Saved data entries
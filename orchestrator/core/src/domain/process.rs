// Copyright (c) 2026 100monkeys.ai
// SPDX-License-Identifier: AGPL-3.0

//! Long-running process kinds and the step retry policy they share.
//!
//! Processes are a closed set. Each variant carries the id of the record it
//! drives; everything else is re-read from the store when the process runs,
//! which is what lets a restarted runtime pick a process up again.

use std::time::Duration;

use chrono::{DateTime, Utc};
use serde::{Deserialize, Serialize};

use crate::domain::reinstatement::ReinstatementId;
use crate::domain::repository::RepositoryError;
use crate::domain::termination::TerminationId;

#[derive(Debug, Clone, Copy, PartialEq, Eq, Hash, Serialize, Deserialize)]
#[serde(tag = "kind", rename_all = "snake_case")]
pub enum LifecycleProcess {
    Termination { termination_id: TerminationId },
    Reinstatement { request_id: ReinstatementId },
}

impl LifecycleProcess {
    pub fn kind(&self) -> &'static str {
        match self {
            LifecycleProcess::Termination { .. } => "termination",
            LifecycleProcess::Reinstatement { .. } => "reinstatement",
        }
    }
}

impl std::fmt::Display for LifecycleProcess {
    fn fmt(&self, f: &mut std::fmt::Formatter<'_>) -> std::fmt::Result {
        match self {
            LifecycleProcess::Termination { termination_id } => {
                write!(f, "termination/{}", termination_id)
            }
            LifecycleProcess::Reinstatement { request_id } => {
                write!(f, "reinstatement/{}", request_id)
            }
        }
    }
}

/// Failure of one step after its retries ran out.
#[derive(Debug, Clone, PartialEq, Eq, Serialize, Deserialize)]
pub struct StepError {
    pub step: String,
    pub message: String,
    pub attempts: u32,
    pub recorded_at: DateTime<Utc>,
}

#[derive(Debug, Clone, PartialEq, Eq, Serialize, Deserialize)]
#[serde(tag = "outcome", rename_all = "snake_case")]
pub enum StepOutcome {
    Completed { detail: Option<String> },
    Failed { message: String, attempts: u32 },
}

impl StepOutcome {
    pub fn is_completed(&self) -> bool {
        matches!(self, StepOutcome::Completed { .. })
    }
}

/// Exponential backoff: `initial_delay`, doubling, capped at `max_delay`.
#[derive(Debug, Clone, Copy, PartialEq, Eq, Serialize, Deserialize)]
pub struct RetryPolicy {
    pub max_attempts: u32,
    pub initial_delay: Duration,
    pub max_delay: Duration,
}

impl RetryPolicy {
    pub fn new(max_attempts: u32, initial_delay: Duration, max_delay: Duration) -> Self {
        Self {
            max_attempts: max_attempts.max(1),
            initial_delay,
            max_delay,
        }
    }

    /// Delay to wait after the given failed attempt (1-based).
    pub fn delay_after(&self, attempt: u32) -> Duration {
        let exponent = attempt.saturating_sub(1).min(31);
        let delay = self.initial_delay.saturating_mul(2_u32.pow(exponent));
        delay.min(self.max_delay)
    }

    /// No waiting between attempts; used by tests and one-shot CLI runs.
    pub fn immediate(max_attempts: u32) -> Self {
        Self::new(max_attempts, Duration::ZERO, Duration::ZERO)
    }
}

impl Default for RetryPolicy {
    fn default() -> Self {
        Self::new(3, Duration::from_secs(1), Duration::from_secs(30))
    }
}

/// Failures that stop a process outright. Step failures are not among them:
/// those are recorded on the process record and the process moves on.
#[derive(Debug, thiserror::Error)]
pub enum ProcessError {
    #[error("{process} could not record its start: {source}")]
    StartFailed {
        process: LifecycleProcess,
        #[source]
        source: RepositoryError,
    },

    #[error("No record found for {0}")]
    RecordNotFound(LifecycleProcess),

    #[error("{0} is not running on this host")]
    NotRunning(LifecycleProcess),

    #[error("{process} cannot be cancelled: {reason}")]
    NotCancellable {
        process: LifecycleProcess,
        reason: String,
    },

    #[error("{process} task ended abnormally: {message}")]
    Aborted {
        process: LifecycleProcess,
        message: String,
    },

    #[error(transparent)]
    Repository(#[from] RepositoryError),
}

#[cfg(test)]
mod tests {
    use super::*;
    use uuid::Uuid;

    #[test]
    fn test_backoff_doubles_and_caps() {
        let policy = RetryPolicy::new(6, Duration::from_secs(1), Duration::from_secs(5));
        let delays: Vec<u64> = (1..=5).map(|a| policy.delay_after(a).as_secs()).collect();
        assert_eq!(delays, vec![1, 2, 4, 5, 5]);
    }

    #[test]
    fn test_zero_attempts_is_clamped() {
        assert_eq!(RetryPolicy::immediate(0).max_attempts, 1);
    }

    #[test]
    fn test_process_display() {
        let id = Uuid::nil();
        let process = LifecycleProcess::Termination { termination_id: TerminationId(id) };
        assert_eq!(process.to_string(), format!("termination/{}", id));
        assert_eq!(process.kind(), "termination");
    }
}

_Task statement_
What should appear is an exact copy of the lines from the one with "process moves on." through the end of the entries above, ends included, and no other text.

_Your response_
/// those are recorded on the process record and the process moves on.
#[derive(Debug, thiserror::Error)]
pub enum ProcessError {
    #[error("{process} could not record its start: {source}")]
    StartFailed {
        process: LifecycleProcess,
        #[source]
        source: RepositoryError,
    },

    #[error("No record found for {0}")]
    RecordNotFound(LifecycleProcess),

    #[error("{0} is not running on this host")]
    NotRunning(LifecycleProcess),

    #[error("{process} cannot be cancelled: {reason}")]
    NotCancellable {
        process: LifecycleProcess,
        reason: String,
    },

    #[error("{process} task ended abnormally: {message}")]
    Aborted {
        process: LifecycleProcess,
        message: String,
    },

    #[error(transparent)]
    Repository(#[from] RepositoryError),
}

#[cfg(test)]
mod tests {
    use super::*;
    use uuid::Uuid;

    #[test]
    fn test_backoff_doubles_and_caps() {
        let policy = RetryPolicy::new(6, Duration::from_secs(1), Duration::from_secs(5));
        let delays: Vec<u64> = (1..=5).map(|a| policy.delay_after(a).as_secs()).collect();
        assert_eq!(delays, vec![1, 2, 4, 5, 5]);
    }

    #[test]
    fn test_zero_attempts_is_clamped() {
        assert_eq!(RetryPolicy::immediate(0).max_attempts, 1);
    }

    #[test]
    fn test_process_display() {
        let id = Uuid::nil();
        let process = LifecycleProcess::Termination { termination_id: TerminationId(id) };
        assert_eq!(process.to_string(), format!("termination/{}", id));
        assert_eq!(process.kind(), "termination");
    }
}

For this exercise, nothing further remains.